December 1, 2021 10:13 AM
Reuters

The Biden administration could adjust the timing of its planned release of strategic crude oil stockpiles if global energy prices drop substantially, U.S. Deputy Energy Secretary David Turk told Reuters on Wednesday.

Turk, speaking in a video interview for the Reuters Next conference to be broadcast later on Wednesday, added that other consumer nations that had agreed to release strategic reserves in concert with the United States to tame prices could also adjust their timing if needed.

“I think each country will make decisions based on what’s useful and good for their consumers and based on where the price is,” he said.

The administration of President Joe Biden had announced last month that it would release 50 million barrels from the U.S. Strategic Petroleum Reserve, alongside smaller releases from China, India, Japan, South Korea and Britain, to help lower consumer energy costs.

The unusual agreement was designed to tame soaring energy prices after the OPEC producer group and its allies rebuffed repeated requests from Washington and other consumer nations to pump more quickly to match rising demand as the world began to exit the pandemic.

Oil prices have since declined, however, amid worries that the new Omicron variant of the coronavirus will spread and trigger extensive lockdowns, reducing global energy demand.

“The president gave us flexibility,” Turk said about the U.S. planned release of strategic stockpiles.

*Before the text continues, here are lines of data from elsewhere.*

use std::path::Path;
use std::time::Duration;

use serde::{Deserialize, Serialize};
use tracing::info;

use crate::error::{Result, VetError};

/// Backend base URL used when no configuration file can be loaded.
pub const FALLBACK_API_BASE_URL: &str = "https://chat.clinicpaws.com/api";

/// Default port for the relay server.
pub const DEFAULT_PORT: u16 = 6543;

/// Top-level configuration for the relay and the chat client.
///
/// Loaded from `public/config.json` by default. A file containing only
/// `{ "apiBaseUrl": "..." }` is valid; every other field has a default.
#[derive(Debug, Clone, PartialEq, Serialize, Deserialize)]
#[serde(rename_all = "camelCase", default)]
pub struct VetConfig {
    /// Base URL of the external REST backend, without trailing path.
    pub api_base_url: String,
    /// Provider forwarded to the backend when a request does not name one.
    pub default_provider: String,
    /// Timeout in seconds for outbound HTTP calls. `0` disables it.
    pub request_timeout_secs: u64,
    /// Log level: trace, debug, info, warn, error.
    pub log_level: String,
    pub server: ServerConfig,
    pub client: ClientConfig,
}

impl Default for VetConfig {
    fn default() -> Self {
        Self {
            api_base_url: FALLBACK_API_BASE_URL.to_string(),
            default_provider: "Gemini".to_string(),
            request_timeout_secs: 120,
            log_level: "info".to_string(),
            server: ServerConfig::default(),
            client: ClientConfig::default(),
        }
    }
}

impl VetConfig {
    /// Load configuration from a JSON file.
    ///
    /// Returns an error if the file cannot be read or parsed.
    pub fn load(path: &Path) -> Result<Self> {
        let content = std::fs::read_to_string(path)?;
        let config: VetConfig = serde_json::from_str(&content)
            .map_err(|e| VetError::Config(format!("{}: {}", path.display(), e)))?;
        if config.api_base_url.trim().is_empty() {
            return Err(VetError::Config(format!(
                "{}: apiBaseUrl must not be empty",
                path.display()
            )));
        }
        info!("Configuration loaded from {}", path.display());
        Ok(config)
    }

    /// Load configuration, falling back to `VetConfig::default()`.
    ///
    /// The load error is handed back so the caller can report it once
    /// logging is up.
    pub fn load_or_default(path: &Path) -> (Self, Option<VetError>) {
        match Self::load(path) {
            Ok(config) => (config, None),
            Err(e) => (Self::default(), Some(e)),
        }
    }

    /// Save the current configuration as pretty-printed JSON.
    pub fn save(&self, path: &Path) -> Result<()> {
        if let Some(parent) = path.parent() {
            std::fs::create_dir_all(parent)?;
        }
        let content = serde_json::to_string_pretty(self)?;
        std::fs::write(path, content)?;
        info!("Configuration saved to {}", path.display());
        Ok(())
    }

    /// Outbound request timeout, or `None` when disabled.
    pub fn request_timeout(&self) -> Option<Duration> {
        (self.request_timeout_secs > 0).then(|| Duration::from_secs(self.request_timeout_secs))
    }
}

/// Relay server settings.
#[derive(Debug, Clone, PartialEq, Serialize, Deserialize)]
#[serde(rename_all = "camelCase", default)]
pub struct ServerConfig {
    /// Interface to bind.
    pub host: String,
    /// Port to listen on.
    pub port: u16,
    /// Directory holding `chat.html` and other static assets.
    pub public_dir: String,
    /// Origins allowed by CORS. Empty means localhost on `port`.
    pub allowed_origins: Vec<String>,
}

impl Default for ServerConfig {
    fn default() -> Self {
        Self {
            host: "0.0.0.0".to_string(),
            port: DEFAULT_PORT,
            public_dir: "public".to_string(),
            allowed_origins: Vec::new(),
        }
    }
}

/// Terminal chat client settings.
#[derive(Debug, Clone, PartialEq, Serialize, Deserialize)]
#[serde(rename_all = "camelCase", default)]
pub struct ClientConfig {
    /// Base URL of the relay the client talks to.
    pub relay_url: String,
    /// LLM provider requested by the client.
    pub provider: String,
}

impl Default for ClientConfig {
    fn default() -> Self {
        Self {
            relay_url: format!("http://127.0.0.1:{}", DEFAULT_PORT),
            provider: "Gemini".to_string(),
        }
    }
}

#[cfg(test)]
mod tests {
    use super::*;
    use std::io::Write;
    use tempfile::NamedTempFile;

    fn create_temp_config(content: &str) -> NamedTempFile {
        let mut file = NamedTempFile::new().unwrap();
        file.write_all(content.as_bytes()).unwrap();
        file
    }

    #[test]
    fn test_default_config() {
        let config = VetConfig::default();
        assert_eq!(config.api_base_url, FALLBACK_API_BASE_URL);
        assert_eq!(config.default_provider, "Gemini");
        assert_eq!(config.request_timeout_secs, 120);
        assert_eq!(config.log_level, "info");
        assert_eq!(config.server.host, "0.0.0.0");
        assert_eq!(config.server.port, 6543);
        assert_eq!(config.server.public_dir, "public");
        assert!(config.server.allowed_origins.is_empty());
        assert_eq!(config.client.relay_url, "http://127.0.0.1:6543");
        assert_eq!(config.client.provider, "Gemini");
    }

    #[test]
    fn test_load_minimal_config() {
        let file = create_temp_config(r#"{ "apiBaseUrl": "http://10.0.0.5:7860" }"#);
        let config = VetConfig::load(file.path()).unwrap();
        assert_eq!(config.api_base_url, "http://10.0.0.5:7860");
        // Everything else falls back to defaults.
        assert_eq!(config.server.port, 6543);
        assert_eq!(config.client.provider, "Gemini");
    }

    #[test]
    fn test_load_full_config() {
        let content = r#"{
            "apiBaseUrl": "http://backend:7860",
            "defaultProvider": "Ollama",
            "requestTimeoutSecs": 0,
            "logLevel": "debug",
            "server": {
                "host": "127.0.0.1",
                "port": 8080,
                "publicDir": "/srv/vetllm",
                "allowedOrigins": ["http://clinic.local"]
            },
            "client": { "relayUrl": "http://relay:8080", "provider": "Ollama" }
        }"#;
        let file = create_temp_config(content);
        let config = VetConfig::load(file.path()).unwrap();
        assert_eq!(config.default_provider, "Ollama");
        assert_eq!(config.request_timeout(), None);
        assert_eq!(config.log_level, "debug");
        assert_eq!(config.server.host, "127.0.0.1");
        assert_eq!(config.server.port, 8080);
        assert_eq!(config.server.public_dir, "/srv/vetllm");
        assert_eq!(config.server.allowed_origins, vec!["http://clinic.local"]);
        assert_eq!(config.client.relay_url, "http://relay:8080");
    }

    #[test]
    fn test_load_invalid_json() {
        let file = create_temp_config("{ apiBaseUrl: nope");
        let err = VetConfig::load(file.path()).unwrap_err();
        assert!(matches!(err, VetError::Config(_)));
    }

    #[test]
    fn test_load_rejects_empty_base_url() {
        let file = create_temp_config(r#"{ "apiBaseUrl": "  " }"#);
        assert!(VetConfig::load(file.path()).is_err());
    }

    #[test]
    fn test_load_missing_file_is_io_error() {
        let err = VetConfig::load(Path::new("/does/not/exist/config.json")).unwrap_err();
        assert!(matches!(err, VetError::Io(_)));
    }

    #[test]
    fn test_load_or_default_missing_file() {
        let (config, err) = VetConfig::load_or_default(Path::new("/does/not/exist/config.json"));
        assert_eq!(config, VetConfig::default());
        assert_eq!(config.api_base_url, FALLBACK_API_BASE_URL);
        assert!(matches!(err, Some(VetError::Io(_))));
    }

    #[test]
    fn test_load_or_default_unparsable_file() {
        let file = create_temp_config("not json at all");
        let (config, err) = VetConfig::load_or_default(file.path());
        assert_eq!(config, VetConfig::default());
        assert!(matches!(err, Some(VetError::Config(_))));
    }

    #[test]
    fn test_load_or_default_valid_file() {
        let file = create_temp_config(r#"{ "apiBaseUrl": "http://10.0.0.5:7860" }"#);
        let (config, err) = VetConfig::load_or_default(file.path());
        assert_eq!(config.api_base_url, "http://10.0.0.5:7860");
        assert!(err.is_none());
    }

    #[test]
    fn test_save_creates_parent_dirs_and_reloads() {
        let dir = tempfile::tempdir().unwrap();
        let path = dir.path().join("nested").join("config.json");

        let mut config = VetConfig::default();
        config.api_base_url = "http://saved:1234".to_string();
        config.server.port = 9000;
        config.save(&path).unwrap();

        let raw = std::fs::read_to_string(&path).unwrap();
        assert!(raw.contains("\"apiBaseUrl\""));

        let reloaded = VetConfig::load(&path).unwrap();
        assert_eq!(reloaded, config);
    }

    #[test]
    fn test_request_timeout() {
        let mut config = VetConfig::default();
        assert_eq!(config.request_timeout(), Some(Duration::from_secs(120)));
        config.request_timeout_secs = 5;
        assert_eq!(config.request_timeout(), Some(Duration::from_secs(5)));
    }
}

“So if the price of oil goes down significantly, if the pain at the pump that is currently being experienced by consumers around our country, and around the world as well, dissipates for whatever reason, then we use the tools differently,” he said.

“The metric of success for any policy from our end related to these issues is what is the price at the pump?… not whether we get 50 million barrels out as quickly as we possibly can,” he said.

Turk added that the White House was still studying proposals from some of Biden’s fellow Democratic lawmakers to ban crude oil exports to keep prices down, saying it remained among the range of tools the administration could eventually use.

“We’ve certainly heard from members of Congress who feel both ways on this issue,” he said. “And so we’re putting together all that analysis, all that information to inform decision making by our secretary and ultimately by the president.”